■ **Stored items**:

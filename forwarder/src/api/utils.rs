use crate::errors::ForwarderError;
use http_body_util::BodyExt;
use http_body_util::combinators::BoxBody;
use hyper::body::Bytes;
use hyper::header::CONTENT_TYPE;
use hyper::{Response, StatusCode};
use serde::Serialize;
use serde::de::DeserializeOwned;
use shared::http::{full_body, make_error_response};

pub type ResponseBody = BoxBody<Bytes, ForwarderError>;

#[derive(thiserror::Error, Debug)]
pub enum BodyError {
    #[error("could not read request body: {0}")]
    Read(String),

    #[error("invalid JSON body: {0}")]
    Json(#[from] serde_json::Error),
}

/// Collects a request body and deserializes it as JSON.
pub async fn deserialize_body<T, B>(body: B) -> Result<T, BodyError>
where
    T: DeserializeOwned,
    B: hyper::body::Body,
    B::Error: std::fmt::Display,
{
    let bytes = body
        .collect()
        .await
        .map_err(|e| BodyError::Read(e.to_string()))?
        .to_bytes();
    Ok(serde_json::from_slice(&bytes)?)
}

/// JSON response with the given status.
pub fn json_response<T: Serialize>(status: StatusCode, value: &T) -> Response<ResponseBody> {
    match serde_json::to_vec(value) {
        Ok(bytes) => {
            let mut response = Response::new(full_body(bytes));
            *response.status_mut() = status;
            response
                .headers_mut()
                .insert(CONTENT_TYPE, hyper::header::HeaderValue::from_static("application/json"));
            response
        }
        Err(e) => {
            tracing::error!(error = %e, "could not serialize response");
            make_error_response(StatusCode::INTERNAL_SERVER_ERROR)
        }
    }
}

#[derive(Serialize)]
struct ErrorBody<'a> {
    error: &'a str,
}

pub fn json_error(status: StatusCode, message: &str) -> Response<ResponseBody> {
    json_response(status, &ErrorBody { error: message })
}

#[cfg(test)]
pub async fn body_json(response: Response<ResponseBody>) -> serde_json::Value {
    let bytes = response.into_body().collect().await.unwrap().to_bytes();
    serde_json::from_slice(&bytes).unwrap()
}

■ **What is required**: From the data above, return every line from the line that has "use hyper::header::CONTENT_TYPE;" up to and including the line that has "#[cfg(test)]", exactly.

■ **The answer**:
use hyper::header::CONTENT_TYPE;
use hyper::{Response, StatusCode};
use serde::Serialize;
use serde::de::DeserializeOwned;
use shared::http::{full_body, make_error_response};

pub type ResponseBody = BoxBody<Bytes, ForwarderError>;

#[derive(thiserror::Error, Debug)]
pub enum BodyError {
    #[error("could not read request body: {0}")]
    Read(String),

    #[error("invalid JSON body: {0}")]
    Json(#[from] serde_json::Error),
}

/// Collects a request body and deserializes it as JSON.
pub async fn deserialize_body<T, B>(body: B) -> Result<T, BodyError>
where
    T: DeserializeOwned,
    B: hyper::body::Body,
    B::Error: std::fmt::Display,
{
    let bytes = body
        .collect()
        .await
        .map_err(|e| BodyError::Read(e.to_string()))?
        .to_bytes();
    Ok(serde_json::from_slice(&bytes)?)
}

/// JSON response with the given status.
pub fn json_response<T: Serialize>(status: StatusCode, value: &T) -> Response<ResponseBody> {
    match serde_json::to_vec(value) {
        Ok(bytes) => {
            let mut response = Response::new(full_body(bytes));
            *response.status_mut() = status;
            response
                .headers_mut()
                .insert(CONTENT_TYPE, hyper::header::HeaderValue::from_static("application/json"));
            response
        }
        Err(e) => {
            tracing::error!(error = %e, "could not serialize response");
            make_error_response(StatusCode::INTERNAL_SERVER_ERROR)
        }
    }
}

#[derive(Serialize)]
struct ErrorBody<'a> {
    error: &'a str,
}

pub fn json_error(status: StatusCode, message: &str) -> Response<ResponseBody> {
    json_response(status, &ErrorBody { error: message })
}

#[cfg(test)]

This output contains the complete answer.